> _ASSIGNMENT_
For each line of the data below that holds "async", copy the line.

===== RECORDS PROVIDED

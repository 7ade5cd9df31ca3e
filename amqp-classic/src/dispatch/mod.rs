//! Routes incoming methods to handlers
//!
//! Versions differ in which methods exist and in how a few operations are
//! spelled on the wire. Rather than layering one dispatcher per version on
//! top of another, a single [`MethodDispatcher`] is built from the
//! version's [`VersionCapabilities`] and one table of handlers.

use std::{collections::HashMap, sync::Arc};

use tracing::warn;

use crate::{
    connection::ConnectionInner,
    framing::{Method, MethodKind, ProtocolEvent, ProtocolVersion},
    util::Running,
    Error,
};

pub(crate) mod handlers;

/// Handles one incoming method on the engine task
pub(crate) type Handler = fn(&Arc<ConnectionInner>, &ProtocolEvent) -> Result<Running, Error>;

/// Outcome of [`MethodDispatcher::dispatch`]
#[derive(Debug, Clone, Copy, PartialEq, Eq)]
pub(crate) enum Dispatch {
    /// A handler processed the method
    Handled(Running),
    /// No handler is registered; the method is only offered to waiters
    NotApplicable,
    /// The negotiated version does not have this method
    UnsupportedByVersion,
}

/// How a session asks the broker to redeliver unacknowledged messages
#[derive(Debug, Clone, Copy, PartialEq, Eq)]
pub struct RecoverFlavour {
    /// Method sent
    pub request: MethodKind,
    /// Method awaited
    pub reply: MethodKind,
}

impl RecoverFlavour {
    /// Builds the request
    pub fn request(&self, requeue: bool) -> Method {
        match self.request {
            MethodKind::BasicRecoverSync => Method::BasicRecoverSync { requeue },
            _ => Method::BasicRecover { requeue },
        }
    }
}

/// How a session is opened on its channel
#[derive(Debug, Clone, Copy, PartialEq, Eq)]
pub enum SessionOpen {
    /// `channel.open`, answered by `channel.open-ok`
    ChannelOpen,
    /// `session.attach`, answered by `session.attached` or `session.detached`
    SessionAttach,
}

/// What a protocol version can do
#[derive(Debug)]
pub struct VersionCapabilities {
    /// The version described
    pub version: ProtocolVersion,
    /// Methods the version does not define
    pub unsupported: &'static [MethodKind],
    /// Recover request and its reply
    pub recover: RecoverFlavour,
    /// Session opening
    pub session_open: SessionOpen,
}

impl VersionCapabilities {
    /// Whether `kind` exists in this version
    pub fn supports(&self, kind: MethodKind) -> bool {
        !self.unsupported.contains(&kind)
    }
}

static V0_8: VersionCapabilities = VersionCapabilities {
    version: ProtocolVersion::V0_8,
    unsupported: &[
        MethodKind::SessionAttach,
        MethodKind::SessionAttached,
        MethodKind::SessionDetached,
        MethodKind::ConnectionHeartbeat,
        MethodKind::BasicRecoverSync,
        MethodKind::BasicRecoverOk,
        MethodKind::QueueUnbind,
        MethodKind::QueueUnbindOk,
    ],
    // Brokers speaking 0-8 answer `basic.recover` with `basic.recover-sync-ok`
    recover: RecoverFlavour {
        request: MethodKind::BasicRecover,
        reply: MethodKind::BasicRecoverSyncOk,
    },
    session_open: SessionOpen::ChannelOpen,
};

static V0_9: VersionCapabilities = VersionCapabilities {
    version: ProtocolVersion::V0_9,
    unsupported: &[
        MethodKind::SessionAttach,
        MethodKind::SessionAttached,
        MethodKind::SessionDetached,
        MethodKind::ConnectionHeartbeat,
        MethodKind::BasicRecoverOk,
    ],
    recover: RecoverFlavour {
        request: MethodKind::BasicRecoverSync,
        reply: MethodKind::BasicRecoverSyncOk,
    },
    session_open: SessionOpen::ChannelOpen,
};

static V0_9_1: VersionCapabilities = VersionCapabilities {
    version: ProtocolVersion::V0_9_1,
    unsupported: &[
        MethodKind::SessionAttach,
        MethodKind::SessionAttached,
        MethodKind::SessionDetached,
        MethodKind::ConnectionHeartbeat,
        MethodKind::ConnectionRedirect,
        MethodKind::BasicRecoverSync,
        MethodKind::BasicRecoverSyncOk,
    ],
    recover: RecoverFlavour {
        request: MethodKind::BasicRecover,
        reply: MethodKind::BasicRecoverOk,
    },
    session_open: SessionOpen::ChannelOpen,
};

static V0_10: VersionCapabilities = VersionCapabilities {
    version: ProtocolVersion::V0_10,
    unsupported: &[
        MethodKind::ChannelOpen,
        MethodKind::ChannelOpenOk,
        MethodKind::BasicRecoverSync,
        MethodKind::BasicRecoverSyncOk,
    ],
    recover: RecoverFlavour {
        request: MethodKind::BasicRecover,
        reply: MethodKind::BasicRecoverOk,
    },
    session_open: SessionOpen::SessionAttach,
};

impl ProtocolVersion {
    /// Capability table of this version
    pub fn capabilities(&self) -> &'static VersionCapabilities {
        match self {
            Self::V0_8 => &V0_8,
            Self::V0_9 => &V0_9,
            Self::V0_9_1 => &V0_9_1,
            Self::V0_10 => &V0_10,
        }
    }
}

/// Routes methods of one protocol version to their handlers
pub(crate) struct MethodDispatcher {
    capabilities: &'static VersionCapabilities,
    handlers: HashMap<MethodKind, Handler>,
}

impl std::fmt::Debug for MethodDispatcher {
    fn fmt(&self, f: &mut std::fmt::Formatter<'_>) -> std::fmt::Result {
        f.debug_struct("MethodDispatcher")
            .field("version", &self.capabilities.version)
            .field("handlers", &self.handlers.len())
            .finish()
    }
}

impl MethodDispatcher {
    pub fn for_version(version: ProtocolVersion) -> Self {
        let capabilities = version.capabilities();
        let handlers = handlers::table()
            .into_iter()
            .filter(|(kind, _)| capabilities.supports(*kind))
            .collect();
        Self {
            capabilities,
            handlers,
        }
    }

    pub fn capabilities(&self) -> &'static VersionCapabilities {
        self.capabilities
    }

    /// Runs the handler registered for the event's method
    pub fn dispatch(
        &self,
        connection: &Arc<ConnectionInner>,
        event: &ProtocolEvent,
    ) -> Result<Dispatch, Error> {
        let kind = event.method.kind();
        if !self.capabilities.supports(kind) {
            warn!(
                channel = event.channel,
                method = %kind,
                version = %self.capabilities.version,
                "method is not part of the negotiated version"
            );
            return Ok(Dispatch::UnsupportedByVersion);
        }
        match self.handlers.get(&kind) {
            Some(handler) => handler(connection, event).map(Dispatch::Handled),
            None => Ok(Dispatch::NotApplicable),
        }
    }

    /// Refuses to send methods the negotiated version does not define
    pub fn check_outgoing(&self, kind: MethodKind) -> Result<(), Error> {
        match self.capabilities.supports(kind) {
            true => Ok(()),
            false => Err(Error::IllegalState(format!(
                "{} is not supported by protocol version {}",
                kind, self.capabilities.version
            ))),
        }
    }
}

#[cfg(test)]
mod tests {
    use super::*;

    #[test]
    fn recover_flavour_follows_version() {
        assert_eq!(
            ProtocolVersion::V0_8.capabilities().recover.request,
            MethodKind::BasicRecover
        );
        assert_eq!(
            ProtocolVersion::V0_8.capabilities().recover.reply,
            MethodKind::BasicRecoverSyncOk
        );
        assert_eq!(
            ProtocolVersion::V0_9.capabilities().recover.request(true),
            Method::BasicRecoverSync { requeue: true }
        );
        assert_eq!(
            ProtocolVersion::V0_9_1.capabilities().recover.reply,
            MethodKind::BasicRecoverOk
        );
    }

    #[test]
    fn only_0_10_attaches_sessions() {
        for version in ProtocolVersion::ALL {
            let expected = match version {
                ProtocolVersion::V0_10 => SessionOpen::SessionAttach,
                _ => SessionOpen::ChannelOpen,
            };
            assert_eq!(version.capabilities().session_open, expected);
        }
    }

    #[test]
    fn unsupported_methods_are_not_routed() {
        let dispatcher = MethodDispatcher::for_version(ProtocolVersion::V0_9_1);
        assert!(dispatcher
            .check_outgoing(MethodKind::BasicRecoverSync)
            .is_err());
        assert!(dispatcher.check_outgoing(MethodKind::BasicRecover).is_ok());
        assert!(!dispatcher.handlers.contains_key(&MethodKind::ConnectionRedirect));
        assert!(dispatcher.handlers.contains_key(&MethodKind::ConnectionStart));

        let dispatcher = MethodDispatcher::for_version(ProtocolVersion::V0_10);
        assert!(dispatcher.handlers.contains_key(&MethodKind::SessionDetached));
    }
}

==========
===== RECORDS PROVIDED

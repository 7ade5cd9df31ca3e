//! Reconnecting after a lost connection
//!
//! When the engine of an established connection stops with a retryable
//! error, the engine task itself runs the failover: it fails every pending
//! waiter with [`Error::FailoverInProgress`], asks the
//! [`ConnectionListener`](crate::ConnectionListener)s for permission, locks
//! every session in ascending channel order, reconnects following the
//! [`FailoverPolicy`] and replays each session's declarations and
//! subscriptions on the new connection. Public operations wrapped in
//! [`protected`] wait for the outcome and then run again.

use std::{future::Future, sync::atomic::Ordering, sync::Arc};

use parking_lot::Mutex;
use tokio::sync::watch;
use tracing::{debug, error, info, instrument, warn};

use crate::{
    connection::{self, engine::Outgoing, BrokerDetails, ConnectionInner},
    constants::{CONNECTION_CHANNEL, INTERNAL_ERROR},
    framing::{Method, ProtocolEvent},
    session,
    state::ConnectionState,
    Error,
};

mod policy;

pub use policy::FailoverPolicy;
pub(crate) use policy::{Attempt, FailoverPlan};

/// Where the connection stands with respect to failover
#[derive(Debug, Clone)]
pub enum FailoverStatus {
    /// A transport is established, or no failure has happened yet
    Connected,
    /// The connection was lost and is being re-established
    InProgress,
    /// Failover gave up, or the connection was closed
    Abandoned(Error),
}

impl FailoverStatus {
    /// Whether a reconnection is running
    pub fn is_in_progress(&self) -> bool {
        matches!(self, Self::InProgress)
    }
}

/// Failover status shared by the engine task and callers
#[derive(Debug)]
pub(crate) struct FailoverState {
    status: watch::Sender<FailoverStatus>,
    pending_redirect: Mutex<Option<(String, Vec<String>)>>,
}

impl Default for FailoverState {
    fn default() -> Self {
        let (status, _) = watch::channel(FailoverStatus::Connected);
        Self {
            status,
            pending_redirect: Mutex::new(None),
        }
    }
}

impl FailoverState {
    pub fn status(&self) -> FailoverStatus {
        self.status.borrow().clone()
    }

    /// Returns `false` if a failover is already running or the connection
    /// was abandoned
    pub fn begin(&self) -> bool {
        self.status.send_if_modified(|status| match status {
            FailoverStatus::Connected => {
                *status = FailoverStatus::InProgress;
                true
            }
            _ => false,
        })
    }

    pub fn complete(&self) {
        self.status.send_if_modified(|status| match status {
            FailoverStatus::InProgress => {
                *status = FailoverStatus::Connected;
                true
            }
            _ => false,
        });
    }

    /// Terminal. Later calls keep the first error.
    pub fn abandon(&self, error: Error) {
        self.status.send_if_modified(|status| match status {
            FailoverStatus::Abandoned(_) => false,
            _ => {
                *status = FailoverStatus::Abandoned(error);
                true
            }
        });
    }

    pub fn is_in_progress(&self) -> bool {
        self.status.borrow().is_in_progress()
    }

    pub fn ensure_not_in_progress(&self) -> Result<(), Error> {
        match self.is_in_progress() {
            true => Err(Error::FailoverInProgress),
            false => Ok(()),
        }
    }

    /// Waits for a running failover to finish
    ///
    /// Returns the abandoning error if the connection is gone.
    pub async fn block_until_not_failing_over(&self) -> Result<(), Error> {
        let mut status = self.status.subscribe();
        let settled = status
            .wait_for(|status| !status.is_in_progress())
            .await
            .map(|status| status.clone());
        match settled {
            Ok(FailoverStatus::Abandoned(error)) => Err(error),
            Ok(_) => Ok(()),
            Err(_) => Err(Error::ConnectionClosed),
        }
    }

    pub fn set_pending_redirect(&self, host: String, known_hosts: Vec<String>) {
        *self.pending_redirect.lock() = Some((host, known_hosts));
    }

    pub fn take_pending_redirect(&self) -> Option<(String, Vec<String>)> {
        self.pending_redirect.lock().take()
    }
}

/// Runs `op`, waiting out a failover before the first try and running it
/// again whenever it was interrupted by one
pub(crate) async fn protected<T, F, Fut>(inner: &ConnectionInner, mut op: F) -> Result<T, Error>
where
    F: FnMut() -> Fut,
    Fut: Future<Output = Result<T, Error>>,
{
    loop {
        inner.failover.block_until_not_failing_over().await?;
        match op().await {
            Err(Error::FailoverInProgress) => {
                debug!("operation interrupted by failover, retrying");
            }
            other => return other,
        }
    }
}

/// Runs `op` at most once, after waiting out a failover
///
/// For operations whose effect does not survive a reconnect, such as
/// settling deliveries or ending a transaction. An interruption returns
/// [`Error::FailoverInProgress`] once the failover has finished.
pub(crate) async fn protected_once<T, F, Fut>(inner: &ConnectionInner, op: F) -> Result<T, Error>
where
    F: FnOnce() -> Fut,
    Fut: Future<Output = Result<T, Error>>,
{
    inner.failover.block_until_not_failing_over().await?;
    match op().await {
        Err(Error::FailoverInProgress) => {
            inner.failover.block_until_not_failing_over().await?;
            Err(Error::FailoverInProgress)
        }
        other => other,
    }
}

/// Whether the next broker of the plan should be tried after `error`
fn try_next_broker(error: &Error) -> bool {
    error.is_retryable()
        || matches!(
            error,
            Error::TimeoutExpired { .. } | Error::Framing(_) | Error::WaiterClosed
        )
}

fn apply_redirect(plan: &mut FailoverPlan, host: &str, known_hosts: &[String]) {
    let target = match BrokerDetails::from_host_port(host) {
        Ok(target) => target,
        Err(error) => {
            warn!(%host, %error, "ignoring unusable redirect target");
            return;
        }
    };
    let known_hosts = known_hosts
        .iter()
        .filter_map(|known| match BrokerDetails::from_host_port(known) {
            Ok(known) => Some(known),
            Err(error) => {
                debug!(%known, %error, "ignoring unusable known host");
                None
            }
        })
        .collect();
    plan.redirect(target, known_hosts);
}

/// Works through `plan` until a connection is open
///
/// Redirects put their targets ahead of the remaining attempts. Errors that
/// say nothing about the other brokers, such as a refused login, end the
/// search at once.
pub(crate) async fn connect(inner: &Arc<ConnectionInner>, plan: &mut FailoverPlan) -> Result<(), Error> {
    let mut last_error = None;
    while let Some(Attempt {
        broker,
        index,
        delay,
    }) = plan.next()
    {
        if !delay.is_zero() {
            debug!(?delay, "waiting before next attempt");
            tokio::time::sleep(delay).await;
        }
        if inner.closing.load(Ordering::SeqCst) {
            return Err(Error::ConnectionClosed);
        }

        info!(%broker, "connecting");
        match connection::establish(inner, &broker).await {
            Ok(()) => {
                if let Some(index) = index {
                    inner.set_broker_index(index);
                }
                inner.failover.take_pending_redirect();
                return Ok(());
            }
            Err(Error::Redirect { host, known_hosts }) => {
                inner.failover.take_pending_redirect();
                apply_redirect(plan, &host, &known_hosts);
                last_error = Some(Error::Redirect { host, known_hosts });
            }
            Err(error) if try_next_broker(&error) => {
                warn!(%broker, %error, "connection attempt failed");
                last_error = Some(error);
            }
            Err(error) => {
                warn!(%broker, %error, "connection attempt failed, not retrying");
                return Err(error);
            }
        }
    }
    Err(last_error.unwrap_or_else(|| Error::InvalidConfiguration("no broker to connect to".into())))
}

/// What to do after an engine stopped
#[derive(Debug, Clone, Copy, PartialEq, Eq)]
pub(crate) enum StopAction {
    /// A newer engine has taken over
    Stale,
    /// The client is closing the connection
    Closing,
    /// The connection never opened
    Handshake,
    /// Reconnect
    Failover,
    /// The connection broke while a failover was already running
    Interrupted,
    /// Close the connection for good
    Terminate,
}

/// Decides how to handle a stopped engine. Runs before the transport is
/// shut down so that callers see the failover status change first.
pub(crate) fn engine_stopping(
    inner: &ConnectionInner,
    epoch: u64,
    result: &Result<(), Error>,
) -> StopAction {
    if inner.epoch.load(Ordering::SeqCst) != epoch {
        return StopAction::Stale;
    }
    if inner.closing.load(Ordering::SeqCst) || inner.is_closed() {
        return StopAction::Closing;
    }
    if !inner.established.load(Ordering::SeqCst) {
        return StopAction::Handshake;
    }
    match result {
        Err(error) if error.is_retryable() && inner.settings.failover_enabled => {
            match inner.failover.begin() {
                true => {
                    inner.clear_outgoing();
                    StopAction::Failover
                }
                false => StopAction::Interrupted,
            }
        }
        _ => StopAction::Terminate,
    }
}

==========
===== RECORDS PROVIDED

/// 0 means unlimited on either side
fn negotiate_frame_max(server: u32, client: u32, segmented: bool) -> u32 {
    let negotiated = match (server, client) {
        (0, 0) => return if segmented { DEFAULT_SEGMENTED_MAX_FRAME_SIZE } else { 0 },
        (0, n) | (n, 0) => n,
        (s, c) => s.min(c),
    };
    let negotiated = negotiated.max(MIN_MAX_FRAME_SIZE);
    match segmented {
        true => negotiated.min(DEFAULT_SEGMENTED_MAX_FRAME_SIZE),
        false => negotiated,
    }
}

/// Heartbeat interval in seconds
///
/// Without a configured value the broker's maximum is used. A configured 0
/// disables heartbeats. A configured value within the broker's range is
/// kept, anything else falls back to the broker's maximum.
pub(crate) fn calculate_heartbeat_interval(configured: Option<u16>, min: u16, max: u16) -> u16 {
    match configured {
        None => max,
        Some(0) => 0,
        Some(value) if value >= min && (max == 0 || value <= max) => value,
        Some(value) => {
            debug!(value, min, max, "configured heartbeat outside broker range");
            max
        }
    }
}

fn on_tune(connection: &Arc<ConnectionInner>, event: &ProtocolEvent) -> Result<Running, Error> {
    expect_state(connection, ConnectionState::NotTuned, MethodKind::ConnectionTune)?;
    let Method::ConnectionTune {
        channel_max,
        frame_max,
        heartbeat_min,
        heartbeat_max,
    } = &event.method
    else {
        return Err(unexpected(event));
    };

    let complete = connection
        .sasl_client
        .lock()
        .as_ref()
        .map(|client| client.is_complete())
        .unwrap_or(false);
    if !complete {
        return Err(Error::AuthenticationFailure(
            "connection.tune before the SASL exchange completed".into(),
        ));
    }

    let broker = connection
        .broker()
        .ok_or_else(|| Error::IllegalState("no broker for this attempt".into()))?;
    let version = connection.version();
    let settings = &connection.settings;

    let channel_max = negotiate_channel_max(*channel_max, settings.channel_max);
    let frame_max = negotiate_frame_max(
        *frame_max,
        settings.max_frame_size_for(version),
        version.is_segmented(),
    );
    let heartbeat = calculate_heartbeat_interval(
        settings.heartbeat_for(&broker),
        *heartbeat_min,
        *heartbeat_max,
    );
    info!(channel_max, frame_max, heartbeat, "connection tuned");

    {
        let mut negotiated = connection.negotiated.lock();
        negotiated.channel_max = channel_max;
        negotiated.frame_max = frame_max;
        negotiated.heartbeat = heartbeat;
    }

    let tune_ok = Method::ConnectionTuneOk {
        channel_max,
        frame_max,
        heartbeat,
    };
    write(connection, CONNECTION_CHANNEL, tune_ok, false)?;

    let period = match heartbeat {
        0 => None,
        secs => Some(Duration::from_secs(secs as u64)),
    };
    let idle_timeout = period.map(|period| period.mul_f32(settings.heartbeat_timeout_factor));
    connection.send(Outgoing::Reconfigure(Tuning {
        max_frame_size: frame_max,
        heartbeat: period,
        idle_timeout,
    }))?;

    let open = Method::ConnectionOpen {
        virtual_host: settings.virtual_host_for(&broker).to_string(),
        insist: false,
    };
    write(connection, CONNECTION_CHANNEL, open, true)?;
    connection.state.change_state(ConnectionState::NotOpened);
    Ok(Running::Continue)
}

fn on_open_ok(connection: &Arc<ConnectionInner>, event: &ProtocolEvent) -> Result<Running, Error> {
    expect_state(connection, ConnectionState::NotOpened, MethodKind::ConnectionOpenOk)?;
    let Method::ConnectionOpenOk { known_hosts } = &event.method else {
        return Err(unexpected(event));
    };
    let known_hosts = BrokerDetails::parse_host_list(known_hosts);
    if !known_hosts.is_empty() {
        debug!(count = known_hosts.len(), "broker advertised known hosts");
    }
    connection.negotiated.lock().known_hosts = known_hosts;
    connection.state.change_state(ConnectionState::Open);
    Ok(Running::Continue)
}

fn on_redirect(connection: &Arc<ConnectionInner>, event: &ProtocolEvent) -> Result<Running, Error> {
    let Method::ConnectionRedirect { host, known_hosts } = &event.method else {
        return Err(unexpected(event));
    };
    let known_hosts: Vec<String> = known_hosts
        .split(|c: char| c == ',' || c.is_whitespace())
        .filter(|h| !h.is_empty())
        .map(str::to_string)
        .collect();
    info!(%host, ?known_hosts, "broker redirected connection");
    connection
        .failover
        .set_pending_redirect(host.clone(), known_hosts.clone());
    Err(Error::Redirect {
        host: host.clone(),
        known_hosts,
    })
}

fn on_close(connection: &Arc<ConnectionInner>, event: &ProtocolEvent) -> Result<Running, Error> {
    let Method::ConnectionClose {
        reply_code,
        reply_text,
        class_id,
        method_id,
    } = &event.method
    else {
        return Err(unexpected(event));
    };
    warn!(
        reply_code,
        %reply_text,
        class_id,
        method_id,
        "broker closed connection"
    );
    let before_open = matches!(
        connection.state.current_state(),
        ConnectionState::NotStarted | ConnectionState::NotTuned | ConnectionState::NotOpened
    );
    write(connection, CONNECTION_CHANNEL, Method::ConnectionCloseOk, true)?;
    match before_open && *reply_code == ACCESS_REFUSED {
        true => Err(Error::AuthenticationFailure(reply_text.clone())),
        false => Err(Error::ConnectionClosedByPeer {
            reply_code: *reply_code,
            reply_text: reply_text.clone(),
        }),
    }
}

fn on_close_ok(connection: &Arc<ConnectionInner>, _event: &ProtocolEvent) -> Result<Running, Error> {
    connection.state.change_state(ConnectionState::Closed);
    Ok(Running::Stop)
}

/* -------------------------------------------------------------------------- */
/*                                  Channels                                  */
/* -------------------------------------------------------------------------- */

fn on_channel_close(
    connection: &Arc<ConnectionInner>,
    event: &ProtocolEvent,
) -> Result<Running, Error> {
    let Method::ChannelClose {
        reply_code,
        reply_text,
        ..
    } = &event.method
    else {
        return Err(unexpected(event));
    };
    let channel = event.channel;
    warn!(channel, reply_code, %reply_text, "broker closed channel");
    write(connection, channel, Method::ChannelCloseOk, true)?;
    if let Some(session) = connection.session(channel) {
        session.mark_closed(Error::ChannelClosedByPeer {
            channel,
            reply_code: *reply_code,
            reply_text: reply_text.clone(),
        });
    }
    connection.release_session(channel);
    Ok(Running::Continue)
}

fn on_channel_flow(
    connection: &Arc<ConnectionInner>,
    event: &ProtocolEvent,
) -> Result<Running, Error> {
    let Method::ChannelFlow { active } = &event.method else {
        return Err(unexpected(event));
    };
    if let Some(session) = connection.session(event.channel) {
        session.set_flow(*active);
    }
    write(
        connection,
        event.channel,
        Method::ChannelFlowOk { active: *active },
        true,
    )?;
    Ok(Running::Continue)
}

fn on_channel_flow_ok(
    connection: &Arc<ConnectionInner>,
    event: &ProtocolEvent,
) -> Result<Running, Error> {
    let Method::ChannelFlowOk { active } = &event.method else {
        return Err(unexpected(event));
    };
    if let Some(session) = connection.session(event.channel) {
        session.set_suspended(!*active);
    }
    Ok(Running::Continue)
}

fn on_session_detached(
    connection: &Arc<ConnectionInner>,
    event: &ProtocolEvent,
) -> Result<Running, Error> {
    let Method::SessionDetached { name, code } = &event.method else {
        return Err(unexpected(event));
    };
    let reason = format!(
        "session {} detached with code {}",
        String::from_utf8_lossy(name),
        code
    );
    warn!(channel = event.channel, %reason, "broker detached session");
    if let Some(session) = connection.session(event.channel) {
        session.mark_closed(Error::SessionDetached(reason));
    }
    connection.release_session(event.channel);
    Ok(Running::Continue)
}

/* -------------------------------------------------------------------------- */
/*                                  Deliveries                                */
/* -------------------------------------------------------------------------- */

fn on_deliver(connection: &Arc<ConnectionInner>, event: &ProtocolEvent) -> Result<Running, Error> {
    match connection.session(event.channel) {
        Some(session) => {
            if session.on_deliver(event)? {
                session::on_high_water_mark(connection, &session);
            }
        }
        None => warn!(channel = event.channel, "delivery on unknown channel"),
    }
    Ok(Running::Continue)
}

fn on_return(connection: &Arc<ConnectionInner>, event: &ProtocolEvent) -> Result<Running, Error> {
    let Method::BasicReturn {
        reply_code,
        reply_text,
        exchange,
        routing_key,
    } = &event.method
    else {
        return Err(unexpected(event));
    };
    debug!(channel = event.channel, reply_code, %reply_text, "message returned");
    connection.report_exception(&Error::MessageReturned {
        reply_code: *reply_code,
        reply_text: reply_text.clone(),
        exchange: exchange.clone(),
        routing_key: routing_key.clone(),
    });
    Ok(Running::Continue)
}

==========

> _EXERCISE ANSWER_
    pub async fn block_until_not_failing_over(&self) -> Result<(), Error> {
pub(crate) async fn protected<T, F, Fut>(inner: &ConnectionInner, mut op: F) -> Result<T, Error>
pub(crate) async fn protected_once<T, F, Fut>(inner: &ConnectionInner, op: F) -> Result<T, Error>
pub(crate) async fn connect(inner: &Arc<ConnectionInner>, plan: &mut FailoverPlan) -> Result<(), Error> {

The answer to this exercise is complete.